WHAT YOU SHOULD DO: Reproduce the opening lines of the records exactly, up to and including the line in which "let (cx, cy) = self.center();" occurs.

──────────────────────────────

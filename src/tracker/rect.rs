use ndarray::Array2;
use serde::{Deserialize, Serialize};

/// Axis-aligned box in pixel coordinates, stored as top-left corner plus
/// size (TLWH).
///
/// Conversions cover the three layouts used across the crate:
/// - TLWH: what detections and snapshots carry
/// - TLBR: what model runtimes usually emit
/// - XYAH: center, aspect ratio, height; the Kalman measurement space
#[derive(Debug, Clone, Copy, PartialEq, Default, Serialize, Deserialize)]
pub struct Rect {
    pub x: f32,
    pub y: f32,
    pub width: f32,
    pub height: f32,
}

impl Rect {
    #[inline]
    pub fn new(x: f32, y: f32, width: f32, height: f32) -> Self {
        Self {
            x,
            y,
            width,
            height,
        }
    }

    #[inline]
    pub fn from_tlbr(x1: f32, y1: f32, x2: f32, y2: f32) -> Self {
        Self::new(x1, y1, x2 - x1, y2 - y1)
    }

    #[inline]
    pub fn from_xyah(cx: f32, cy: f32, aspect_ratio: f32, height: f32) -> Self {
        let width = aspect_ratio * height;
        Self::new(cx - width / 2.0, cy - height / 2.0, width, height)
    }

    #[inline]
    pub fn to_tlbr(&self) -> [f32; 4] {
        [self.x, self.y, self.x + self.width, self.y + self.height]
    }

    #[inline]
    pub fn to_tlwh(&self) -> [f32; 4] {
        [self.x, self.y, self.width, self.height]
    }

    /// Center x, center y, width / height, height. A degenerate box reports
    /// an aspect ratio of zero.
    #[inline]
    pub fn to_xyah(&self) -> [f32; 4] {
        let (cx, cy) = self.center();
        let aspect_ratio = if self.height > 0.0 {
            self.width / self.height
        } else {
            0.0
        };
        [cx, cy, aspect_ratio, self.height]
    }

    #[inline]
    pub fn center(&self) -> (f32, f32) {
        (self.x + self.width / 2.0, self.y + self.height / 2.0)
    }

    #[inline]
    pub fn area(&self) -> f32 {
        self.width.max(0.0) * self.height.max(0.0)
    }

    pub fn is_finite(&self) -> bool {
        self.x.is_finite() && self.y.is_finite() && self.width.is_finite() && self.height.is_finite()
    }

    /// Clip the box to `[0, width) x [0, height)`.
    pub fn clamp_to(&self, width: f32, height: f32) -> Rect {
        let [x1, y1, x2, y2] = self.to_tlbr();
        let x1 = x1.clamp(0.0, width);
        let y1 = y1.clamp(0.0, height);
        let x2 = x2.clamp(x1, width);
        let y2 = y2.clamp(y1, height);
        Rect::from_tlbr(x1, y1, x2, y2)
    }

    pub fn translated(&self, dx: f32, dy: f32) -> Rect {
        Rect::new(self.x + dx, self.y + dy, self.width, self.height)
    }

    /// Intersection over union; zero when either box is empty.
    pub fn iou(&self, other: &Rect) -> f32 {
        let x1 = self.x.max(other.x);
        let y1 = self.y.max(other.y);
        let x2 = (self.x + self.width).min(other.x + other.width);
        let y2 = (self.y + self.height).min(other.y + other.height);

        let inter_area = (x2 - x1).max(0.0) * (y2 - y1).max(0.0);
        let union_area = self.area() + other.area() - inter_area;

        if union_area > 0.0 {
            inter_area / union_area
        } else {
            0.0
        }
    }
}

/// Pairwise IoU, shape `(boxes_a.len(), boxes_b.len())`.
pub fn iou_batch(boxes_a: &[Rect], boxes_b: &[Rect]) -> Array2<f32> {
    let mut ious = Array2::zeros((boxes_a.len(), boxes_b.len()));
    for (i, a) in boxes_a.iter().enumerate() {
        for (j, b) in boxes_b.iter().enumerate() {
            ious[[i, j]] = a.iou(b);
        }
    }
    ious
}

#[cfg(test)]
mod tests {
    use super::*;

    #[test]
    fn test_rect_conversions() {
        let rect = Rect::new(10.0, 20.0, 30.0, 40.0);
        assert_eq!(rect.to_tlbr(), [10.0, 20.0, 40.0, 60.0]);

        let xyah = rect.to_xyah();
        assert_eq!(xyah[0], 25.0);
        assert_eq!(xyah[1], 40.0);
        assert!((xyah[2] - 0.75).abs() < 1e-6);
        assert_eq!(xyah[3], 40.0);

        let back = Rect::from_xyah(xyah[0], xyah[1], xyah[2], xyah[3]);
        assert!((back.x - 10.0).abs() < 1e-5 && (back.width - 30.0).abs() < 1e-5);
    }

    #[test]
    fn test_iou_partial_overlap() {
        let a = Rect::new(0.0, 0.0, 10.0, 10.0);
        let b = Rect::new(5.0, 5.0, 10.0, 10.0);
        // 25 / (100 + 100 - 25)
        assert!((a.iou(&b) - 25.0 / 175.0).abs() < 1e-6);
    }

    #[test]
    fn test_iou_degenerate_boxes() {
        let a = Rect::new(0.0, 0.0, 10.0, 10.0);
        assert_eq!(a.iou(&Rect::new(20.0, 20.0, 10.0, 10.0)), 0.0);
        assert_eq!(Rect::default().iou(&Rect::default()), 0.0);
        assert!((a.iou(&a) - 1.0).abs() < 1e-6);
    }

    #[test]
    fn test_clamp_to_frame() {
        let r = Rect::from_tlbr(-5.0, 10.0, 120.0, 50.0).clamp_to(100.0, 40.0);
        assert_eq!(r.to_tlbr(), [0.0, 10.0, 100.0, 40.0]);

        let outside = Rect::new(200.0, 200.0, 10.0, 10.0).clamp_to(100.0, 100.0);
        assert_eq!(outside.area(), 0.0);
    }
}
//! Periodic hardware polling and saturation alerts.

#[cfg(feature = "nvml")]
mod nvml;

use std::collections::HashMap;
use std::io;
use std::panic::{self, AssertUnwindSafe};
use std::sync::{Arc, Mutex, PoisonError};
use std::thread::{self, JoinHandle};
use std::time::{Duration, Instant, SystemTime};

use arc_swap::ArcSwap;
use crossbeam_channel::{Receiver, Sender, select};
use serde::{Deserialize, Serialize};
use sysinfo::{Components, System};
use thiserror::Error;

use crate::config::AlertConfig;
use crate::events::{EventKind, EventPublisher};

#[derive(Debug, Clone, Copy, PartialEq, Eq, Hash, Serialize, Deserialize)]
#[serde(rename_all = "lowercase")]
pub enum ResourceKind {
    Cpu,
    Memory,
    Gpu,
    Npu,
    Temperature,
}

impl ResourceKind {
    pub const ALL: [ResourceKind; 5] = [
        ResourceKind::Cpu,
        ResourceKind::Memory,
        ResourceKind::Gpu,
        ResourceKind::Npu,
        ResourceKind::Temperature,
    ];

    fn threshold(&self, alerts: &AlertConfig) -> f32 {
        match self {
            ResourceKind::Cpu => alerts.cpu_percent,
            ResourceKind::Memory => alerts.memory_percent,
            ResourceKind::Gpu => alerts.gpu_percent,
            ResourceKind::Npu => alerts.npu_percent,
            ResourceKind::Temperature => alerts.temperature_celsius,
        }
    }
}

/// Latest hardware readings. A counter the probe cannot read is `None`.
#[derive(Debug, Clone, Default, PartialEq, Serialize)]
pub struct ResourceSnapshot {
    /// `false` when the last poll failed; every reading is then `None`
    pub available: bool,
    pub cpu_percent: Option<f32>,
    pub memory_used_bytes: Option<u64>,
    pub memory_total_bytes: Option<u64>,
    pub gpu_percent: Option<f32>,
    pub gpu_memory_used_bytes: Option<u64>,
    pub gpu_memory_total_bytes: Option<u64>,
    pub gpu_temperature_celsius: Option<f32>,
    pub npu_percent: Option<f32>,
    /// Hottest system sensor
    pub temperature_celsius: Option<f32>,
    pub sampled_at: Option<SystemTime>,
}

impl ResourceSnapshot {
    /// Sentinel published when polling fails or before the first poll.
    pub fn unavailable() -> Self {
        Self::default()
    }

    pub fn memory_percent(&self) -> Option<f32> {
        match (self.memory_used_bytes, self.memory_total_bytes) {
            (Some(used), Some(total)) if total > 0 => Some(used as f32 / total as f32 * 100.0),
            _ => None,
        }
    }

    pub fn reading(&self, kind: ResourceKind) -> Option<f32> {
        match kind {
            ResourceKind::Cpu => self.cpu_percent,
            ResourceKind::Memory => self.memory_percent(),
            ResourceKind::Gpu => self.gpu_percent,
            ResourceKind::Npu => self.npu_percent,
            ResourceKind::Temperature => match (self.temperature_celsius, self.gpu_temperature_celsius) {
                (Some(system), Some(gpu)) => Some(system.max(gpu)),
                (system, gpu) => system.or(gpu),
            },
        }
    }

    fn with_gpu(self, gpu: Option<GpuReading>) -> Self {
        let Some(gpu) = gpu else {
            return self;
        };
        Self {
            gpu_percent: Some(gpu.percent),
            gpu_memory_used_bytes: Some(gpu.memory_used_bytes),
            gpu_memory_total_bytes: Some(gpu.memory_total_bytes),
            gpu_temperature_celsius: gpu.temperature_celsius,
            ..self
        }
    }
}

/// One poll of the GPU counters.
#[derive(Debug, Clone, Copy, PartialEq)]
#[cfg_attr(not(feature = "nvml"), allow(dead_code))]
struct GpuReading {
    percent: f32,
    memory_used_bytes: u64,
    memory_total_bytes: u64,
    temperature_celsius: Option<f32>,
}

#[derive(Debug, Clone, Error)]
#[error("hardware probe failed: {message}")]
pub struct ProbeError {
    pub message: String,
}

impl ProbeError {
    pub fn new(message: impl Into<String>) -> Self {
        Self {
            message: message.into(),
        }
    }
}

/// Source of hardware counters, polled from the monitor thread.
pub trait HardwareProbe: Send {
    fn poll(&mut self) -> Result<ResourceSnapshot, ProbeError>;
}

/// CPU, memory and temperature through `sysinfo`. With the `nvml` feature
/// the first NVIDIA GPU adds utilisation, memory and temperature. NPU
/// utilisation is vendor specific and left unavailable.
pub struct SysinfoProbe {
    system: System,
    components: Components,
    #[cfg(feature = "nvml")]
    gpu: Option<nvml::NvmlGpu>,
}

impl SysinfoProbe {
    pub fn new() -> Self {
        Self {
            system: System::new(),
            components: Components::new_with_refreshed_list(),
            #[cfg(feature = "nvml")]
            gpu: nvml::NvmlGpu::open(),
        }
    }

    #[cfg(feature = "nvml")]
    fn read_gpu(&self) -> Option<GpuReading> {
        let gpu = self.gpu.as_ref()?;
        match gpu.read() {
            Ok(reading) => Some(reading),
            Err(err) => {
                tracing::debug!(error = %err, "GPU counters unavailable this cycle");
                None
            }
        }
    }

    #[cfg(not(feature = "nvml"))]
    fn read_gpu(&self) -> Option<GpuReading> {
        None
    }
}

impl Default for SysinfoProbe {
    fn default() -> Self {
        Self::new()
    }
}

impl HardwareProbe for SysinfoProbe {
    fn poll(&mut self) -> Result<ResourceSnapshot, ProbeError> {
        self.system.refresh_cpu();
        self.system.refresh_memory();
        self.components.refresh();

        let cpus = self.system.cpus();
        let memory_total = self.system.total_memory();
        if cpus.is_empty() && memory_total == 0 {
            return Err(ProbeError::new("no cpu or memory counters"));
        }

        // average across all cores
        let cpu_percent =
            (!cpus.is_empty()).then(|| cpus.iter().map(|cpu| cpu.cpu_usage()).sum::<f32>() / cpus.len() as f32);
        let temperature_celsius = self
            .components
            .iter()
            .map(|component| component.temperature())
            .filter(|t| t.is_finite())
            .reduce(f32::max);

        let snapshot = ResourceSnapshot {
            available: true,
            cpu_percent,
            memory_used_bytes: (memory_total > 0).then(|| self.system.used_memory()),
            memory_total_bytes: (memory_total > 0).then_some(memory_total),
            temperature_celsius,
            sampled_at: Some(SystemTime::now()),
            ..ResourceSnapshot::unavailable()
        };
        Ok(snapshot.with_gpu(self.read_gpu()))
    }
}

#[derive(Debug, Clone, Copy, Default)]
struct AlertState {
    consecutive: u32,
    /// Alert sent; re-armed once the reading drops below the threshold
    fired: bool,
}

/// Saturation hysteresis: one alert per excursion that lasts
/// `after_cycles` consecutive polls.
pub(crate) struct AlertTracker {
    config: AlertConfig,
    states: HashMap<ResourceKind, AlertState>,
}

impl AlertTracker {
    pub(crate) fn new(config: AlertConfig) -> Self {
        Self {
            config,
            states: HashMap::new(),
        }
    }

    /// Alerts to raise for `snapshot`, as `(resource, value, threshold)`.
    /// Unavailable readings leave the counters untouched.
    pub(crate) fn observe(&mut self, snapshot: &ResourceSnapshot) -> Vec<(ResourceKind, f32, f32)> {
        let mut alerts = Vec::new();
        for kind in ResourceKind::ALL {
            let Some(value) = snapshot.reading(kind) else {
                continue;
            };
            let threshold = kind.threshold(&self.config);
            let state = self.states.entry(kind).or_default();
            if value < threshold {
                *state = AlertState::default();
                continue;
            }
            state.consecutive += 1;
            if !state.fired && state.consecutive >= self.config.after_cycles {
                state.fired = true;
                alerts.push((kind, value, threshold));
            }
        }
        alerts
    }
}

/// Monitor loop statistics.
#[derive(Debug, Clone, Default, PartialEq, Serialize)]
pub struct MonitorStats {
    pub cycles: u64,
    pub failed_polls: u64,
    pub average_cycle: Duration,
    pub max_cycle: Duration,
    pub last_cycle: Duration,
    /// Last poll succeeded and no cycle overran the interval
    pub healthy: bool,
}

impl MonitorStats {
    fn record(&mut self, elapsed: Duration, polled: bool, interval: Duration) {
        let total = self.average_cycle * self.cycles as u32 + elapsed;
        self.cycles += 1;
        self.average_cycle = total / self.cycles as u32;
        self.max_cycle = self.max_cycle.max(elapsed);
        self.last_cycle = elapsed;
        if !polled {
            self.failed_polls += 1;
        }
        self.healthy = polled && self.max_cycle <= interval;
    }
}

/// Shared state the monitor thread writes and the scheduler reads.
pub(crate) struct MonitorState {
    pub snapshot: ArcSwap<ResourceSnapshot>,
    pub stats: Mutex<MonitorStats>,
}

impl MonitorState {
    pub(crate) fn new() -> Arc<Self> {
        Arc::new(Self {
            snapshot: ArcSwap::from_pointee(ResourceSnapshot::unavailable()),
            stats: Mutex::new(MonitorStats::default()),
        })
    }

    pub(crate) fn stats(&self) -> MonitorStats {
        self.stats.lock().unwrap_or_else(PoisonError::into_inner).clone()
    }
}

/// The running monitor thread.
pub(crate) struct Monitor {
    stop: Option<Sender<()>>,
    thread: Option<JoinHandle<()>>,
}

impl Monitor {
    pub(crate) fn spawn(
        probe: Box<dyn HardwareProbe>,
        interval: Duration,
        alerts: AlertConfig,
        state: Arc<MonitorState>,
        publisher: Arc<EventPublisher>,
    ) -> io::Result<Self> {
        let (stop_tx, stop_rx) = crossbeam_channel::bounded::<()>(0);
        let thread = thread::Builder::new()
            .name("resource-monitor".into())
            .spawn(move || run(probe, interval, AlertTracker::new(alerts), &state, &publisher, stop_rx))?;
        Ok(Self {
            stop: Some(stop_tx),
            thread: Some(thread),
        })
    }

    pub(crate) fn stop(&mut self) {
        // dropping the sender wakes the select
        self.stop.take();
        if let Some(thread) = self.thread.take() {
            if thread.join().is_err() {
                tracing::error!("resource monitor thread panicked");
            }
        }
    }
}

impl Drop for Monitor {
    fn drop(&mut self) {
        self.stop();
    }
}

fn run(
    mut probe: Box<dyn HardwareProbe>,
    interval: Duration,
    mut alerts: AlertTracker,
    state: &MonitorState,
    publisher: &EventPublisher,
    stop: Receiver<()>,
) {
    let _span = tracing::info_span!("resource_monitor").entered();
    tracing::debug!(?interval, "resource monitor started");

    loop {
        let started = Instant::now();
        let polled = panic::catch_unwind(AssertUnwindSafe(|| probe.poll()))
            .unwrap_or_else(|_| Err(ProbeError::new("probe panicked")));
        let snapshot = match polled {
            Ok(snapshot) => snapshot,
            Err(err) => {
                tracing::warn!(error = %err, "resource poll failed");
                ResourceSnapshot::unavailable()
            }
        };
        let available = snapshot.available;

        for (resource, value, threshold) in alerts.observe(&snapshot) {
            tracing::warn!(?resource, value, threshold, "resource saturated");
            publisher.emit(EventKind::ResourceAlert {
                resource,
                value,
                threshold,
            });
        }
        state.snapshot.store(Arc::new(snapshot));

        let elapsed = started.elapsed();
        state
            .stats
            .lock()
            .unwrap_or_else(PoisonError::into_inner)
            .record(elapsed, available, interval);

        select! {
            recv(stop) -> _ => break,
            default(interval.saturating_sub(elapsed)) => {}
        }
    }
    tracing::debug!("resource monitor stopped");
}

#[cfg(test)]
mod tests {
    use super::*;

    fn cpu_at(percent: f32) -> ResourceSnapshot {
        ResourceSnapshot {
            available: true,
            cpu_percent: Some(percent),
            ..ResourceSnapshot::default()
        }
    }

    #[test]
    fn test_alert_after_consecutive_cycles_then_rearm() {
        let mut tracker = AlertTracker::new(AlertConfig {
            after_cycles: 3,
            ..AlertConfig::default()
        });
        let fired: Vec<usize> = [95.0, 96.0, 97.0, 98.0, 50.0, 95.0, 95.0, 95.0]
            .into_iter()
            .map(|cpu| tracker.observe(&cpu_at(cpu)).len())
            .collect();
        assert_eq!(fired, [0, 0, 1, 0, 0, 0, 0, 1]);
    }

    #[test]
    fn test_unavailable_poll_does_not_reset_excursion() {
        let mut tracker = AlertTracker::new(AlertConfig {
            after_cycles: 2,
            ..AlertConfig::default()
        });
        assert!(tracker.observe(&cpu_at(99.0)).is_empty());
        assert!(tracker.observe(&ResourceSnapshot::unavailable()).is_empty());
        let alerts = tracker.observe(&cpu_at(99.0));
        assert_eq!(alerts, vec![(ResourceKind::Cpu, 99.0, 90.0)]);
    }

    #[test]
    fn test_memory_percent() {
        let snapshot = ResourceSnapshot {
            memory_used_bytes: Some(512),
            memory_total_bytes: Some(2048),
            ..ResourceSnapshot::default()
        };
        assert_eq!(snapshot.memory_percent(), Some(25.0));
        assert_eq!(ResourceSnapshot::unavailable().memory_percent(), None);
    }

    #[test]
    fn test_gpu_reading_fills_snapshot() {
        let reading = GpuReading {
            percent: 97.0,
            memory_used_bytes: 3 << 30,
            memory_total_bytes: 8 << 30,
            temperature_celsius: Some(84.0),
        };
        let snapshot = ResourceSnapshot {
            temperature_celsius: Some(55.0),
            ..cpu_at(10.0)
        }
        .with_gpu(Some(reading));
        assert_eq!(snapshot.gpu_percent, Some(97.0));
        assert_eq!(snapshot.gpu_memory_total_bytes, Some(8 << 30));
        // the hotter of the two sensors drives the temperature alert
        assert_eq!(snapshot.reading(ResourceKind::Temperature), Some(84.0));

        let mut tracker = AlertTracker::new(AlertConfig {
            after_cycles: 1,
            ..AlertConfig::default()
        });
        let kinds: Vec<ResourceKind> = tracker.observe(&snapshot).into_iter().map(|(kind, ..)| kind).collect();
        assert!(kinds.contains(&ResourceKind::Gpu), "{kinds:?}");

        // no GPU leaves the snapshot as it was
        assert_eq!(cpu_at(10.0).with_gpu(None), cpu_at(10.0));
    }

    #[test]
    fn test_stats_average_and_health() {
        let mut stats = MonitorStats::default();
        let interval = Duration::from_millis(100);
        stats.record(Duration::from_millis(10), true, interval);
        stats.record(Duration::from_millis(30), true, interval);
        assert_eq!(stats.average_cycle, Duration::from_millis(20));
        assert_eq!(stats.max_cycle, Duration::from_millis(30));
        assert!(stats.healthy);
        stats.record(Duration::from_millis(5), false, interval);
        assert!(!stats.healthy);
        assert_eq!(stats.failed_polls, 1);
    }
}
//! Device slots and the leases that hold them.

use std::collections::HashMap;
use std::sync::atomic::{AtomicU64, Ordering};
use std::sync::{Arc, Mutex, PoisonError};

use serde::Serialize;

use crate::backend::{BackendKind, DeviceConfig, DeviceContext};
use crate::scheduler::admission::{DeviceLoad, RejectReason, check_device};

struct DeviceSlot {
    config: DeviceConfig,
    /// Serializes forward passes when the device context is shared
    context: Arc<Mutex<()>>,
}

struct LeaseRecord {
    device: usize,
    pipeline: Arc<str>,
    fps: f32,
}

/// Load on one device as reported by [`DeviceRegistry::usage`].
#[derive(Debug, Clone, PartialEq, Serialize)]
pub struct DeviceUsage {
    pub device: String,
    pub kind: BackendKind,
    pub streams: u32,
    pub max_streams: u32,
    pub fps: f32,
    pub throughput_fps: f32,
    pub shared_context: bool,
}

/// Tracks which pipeline holds which device slot.
pub struct DeviceRegistry {
    devices: Vec<DeviceSlot>,
    leases: Mutex<HashMap<u64, LeaseRecord>>,
    next_lease: AtomicU64,
}

impl DeviceRegistry {
    pub fn new(devices: &[DeviceConfig]) -> Arc<Self> {
        Arc::new(Self {
            devices: devices
                .iter()
                .map(|config| DeviceSlot {
                    config: config.clone(),
                    context: Arc::new(Mutex::new(())),
                })
                .collect(),
            leases: Mutex::new(HashMap::new()),
            next_lease: AtomicU64::new(1),
        })
    }

    fn slot_index(&self, device: &DeviceConfig) -> Option<usize> {
        self.devices
            .iter()
            .position(|slot| slot.config.kind == device.kind && slot.config.device_id == device.device_id)
    }

    fn load_of(leases: &HashMap<u64, LeaseRecord>, index: usize) -> DeviceLoad {
        leases
            .values()
            .filter(|lease| lease.device == index)
            .fold(DeviceLoad::default(), |load, lease| DeviceLoad {
                streams: load.streams + 1,
                fps: load.fps + lease.fps,
            })
    }

    /// Reserve a slot on `device` for `pipeline` running at `fps`.
    ///
    /// The check and the insert happen under one lock, so concurrent
    /// reservations cannot overcommit a device.
    pub fn reserve(
        self: &Arc<Self>,
        device: &DeviceConfig,
        pipeline: &Arc<str>,
        fps: f32,
    ) -> Result<(DeviceLease, DeviceContext), RejectReason> {
        let index = self
            .slot_index(device)
            .ok_or_else(|| RejectReason::UnknownDevice(device.label()))?;
        let slot = &self.devices[index];

        let mut leases = self.leases.lock().unwrap_or_else(PoisonError::into_inner);
        check_device(&slot.config, Self::load_of(&leases, index), fps)?;

        let id = self.next_lease.fetch_add(1, Ordering::Relaxed);
        leases.insert(
            id,
            LeaseRecord {
                device: index,
                pipeline: Arc::clone(pipeline),
                fps,
            },
        );
        drop(leases);

        tracing::info!(
            lease_id = id,
            device = %slot.config.label(),
            pipeline = %pipeline,
            "Lease created"
        );

        let context = if slot.config.shared_context {
            DeviceContext::shared(Arc::clone(&slot.context))
        } else {
            DeviceContext::exclusive()
        };
        let lease = DeviceLease {
            registry: Arc::clone(self),
            id,
            device: slot.config.clone(),
        };
        Ok((lease, context))
    }

    fn release(&self, id: u64) {
        let removed = self
            .leases
            .lock()
            .unwrap_or_else(PoisonError::into_inner)
            .remove(&id);
        if let Some(lease) = removed {
            tracing::info!(
                lease_id = id,
                device = %self.devices[lease.device].config.label(),
                pipeline = %lease.pipeline,
                "Lease released"
            );
        }
    }

    pub fn usage(&self) -> Vec<DeviceUsage> {
        let leases = self.leases.lock().unwrap_or_else(PoisonError::into_inner);
        self.devices
            .iter()
            .enumerate()
            .map(|(index, slot)| {
                let load = Self::load_of(&leases, index);
                DeviceUsage {
                    device: slot.config.label(),
                    kind: slot.config.kind,
                    streams: load.streams,
                    max_streams: slot.config.max_streams,
                    fps: load.fps,
                    throughput_fps: slot.config.throughput_fps,
                    shared_context: slot.config.shared_context,
                }
            })
            .collect()
    }
}

/// A reserved device slot. Released when dropped.
pub struct DeviceLease {
    registry: Arc<DeviceRegistry>,
    id: u64,
    device: DeviceConfig,
}

impl DeviceLease {
    pub fn device(&self) -> &DeviceConfig {
        &self.device
    }
}

impl std::fmt::Debug for DeviceLease {
    fn fmt(&self, f: &mut std::fmt::Formatter<'_>) -> std::fmt::Result {
        f.debug_struct("DeviceLease")
            .field("id", &self.id)
            .field("device", &self.device.label())
            .finish()
    }
}

impl Drop for DeviceLease {
    fn drop(&mut self) {
        self.registry.release(self.id);
    }
}

#[cfg(test)]
mod tests {
    use super::*;

    fn pipeline(id: &str) -> Arc<str> {
        Arc::from(id)
    }

    #[test]
    fn test_lease_released_on_drop() {
        let mut cpu = DeviceConfig::new(BackendKind::Cpu);
        cpu.max_streams = 1;
        let registry = DeviceRegistry::new(&[cpu.clone()]);

        let (lease, context) = registry.reserve(&cpu, &pipeline("a"), 25.0).unwrap();
        assert!(!context.is_shared());
        assert!(matches!(
            registry.reserve(&cpu, &pipeline("b"), 25.0),
            Err(RejectReason::StreamLimit { .. })
        ));

        drop(lease);
        assert_eq!(registry.usage()[0].streams, 0);
        assert!(registry.reserve(&cpu, &pipeline("b"), 25.0).is_ok());
    }

    #[test]
    fn test_shared_device_hands_out_one_context() {
        let mut npu = DeviceConfig::new(BackendKind::Npu);
        npu.throughput_fps = 50.0;
        let registry = DeviceRegistry::new(&[npu.clone()]);

        let (_a, ctx_a) = registry.reserve(&npu, &pipeline("a"), 25.0).unwrap();
        let (_b, ctx_b) = registry.reserve(&npu, &pipeline("b"), 25.0).unwrap();
        assert!(ctx_a.is_shared() && ctx_b.is_shared());
        assert!(matches!(
            registry.reserve(&npu, &pipeline("c"), 1.0),
            Err(RejectReason::Throughput { .. })
        ));

        let usage = registry.usage();
        assert_eq!(usage[0].streams, 2);
        assert_eq!(usage[0].fps, 50.0);
    }

    #[test]
    fn test_unknown_device() {
        let registry = DeviceRegistry::new(&[DeviceConfig::new(BackendKind::Cpu)]);
        let gpu = DeviceConfig::new(BackendKind::Gpu);
        assert_eq!(
            registry.reserve(&gpu, &pipeline("a"), 1.0).unwrap_err(),
            RejectReason::UnknownDevice("GPU:0".into())
        );
    }
}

──────────────────────────────

PROBLEM SOLUTION:
filename src/tracker/rect.rs
use ndarray::Array2;
use serde::{Deserialize, Serialize};

/// Axis-aligned box in pixel coordinates, stored as top-left corner plus
/// size (TLWH).
///
/// Conversions cover the three layouts used across the crate:
/// - TLWH: what detections and snapshots carry
/// - TLBR: what model runtimes usually emit
/// - XYAH: center, aspect ratio, height; the Kalman measurement space
#[derive(Debug, Clone, Copy, PartialEq, Default, Serialize, Deserialize)]
pub struct Rect {
    pub x: f32,
    pub y: f32,
    pub width: f32,
    pub height: f32,
}

impl Rect {
    #[inline]
    pub fn new(x: f32, y: f32, width: f32, height: f32) -> Self {
        Self {
            x,
            y,
            width,
            height,
        }
    }

    #[inline]
    pub fn from_tlbr(x1: f32, y1: f32, x2: f32, y2: f32) -> Self {
        Self::new(x1, y1, x2 - x1, y2 - y1)
    }

    #[inline]
    pub fn from_xyah(cx: f32, cy: f32, aspect_ratio: f32, height: f32) -> Self {
        let width = aspect_ratio * height;
        Self::new(cx - width / 2.0, cy - height / 2.0, width, height)
    }

    #[inline]
    pub fn to_tlbr(&self) -> [f32; 4] {
        [self.x, self.y, self.x + self.width, self.y + self.height]
    }

    #[inline]
    pub fn to_tlwh(&self) -> [f32; 4] {
        [self.x, self.y, self.width, self.height]
    }

    /// Center x, center y, width / height, height. A degenerate box reports
    /// an aspect ratio of zero.
    #[inline]
    pub fn to_xyah(&self) -> [f32; 4] {
        let (cx, cy) = self.center();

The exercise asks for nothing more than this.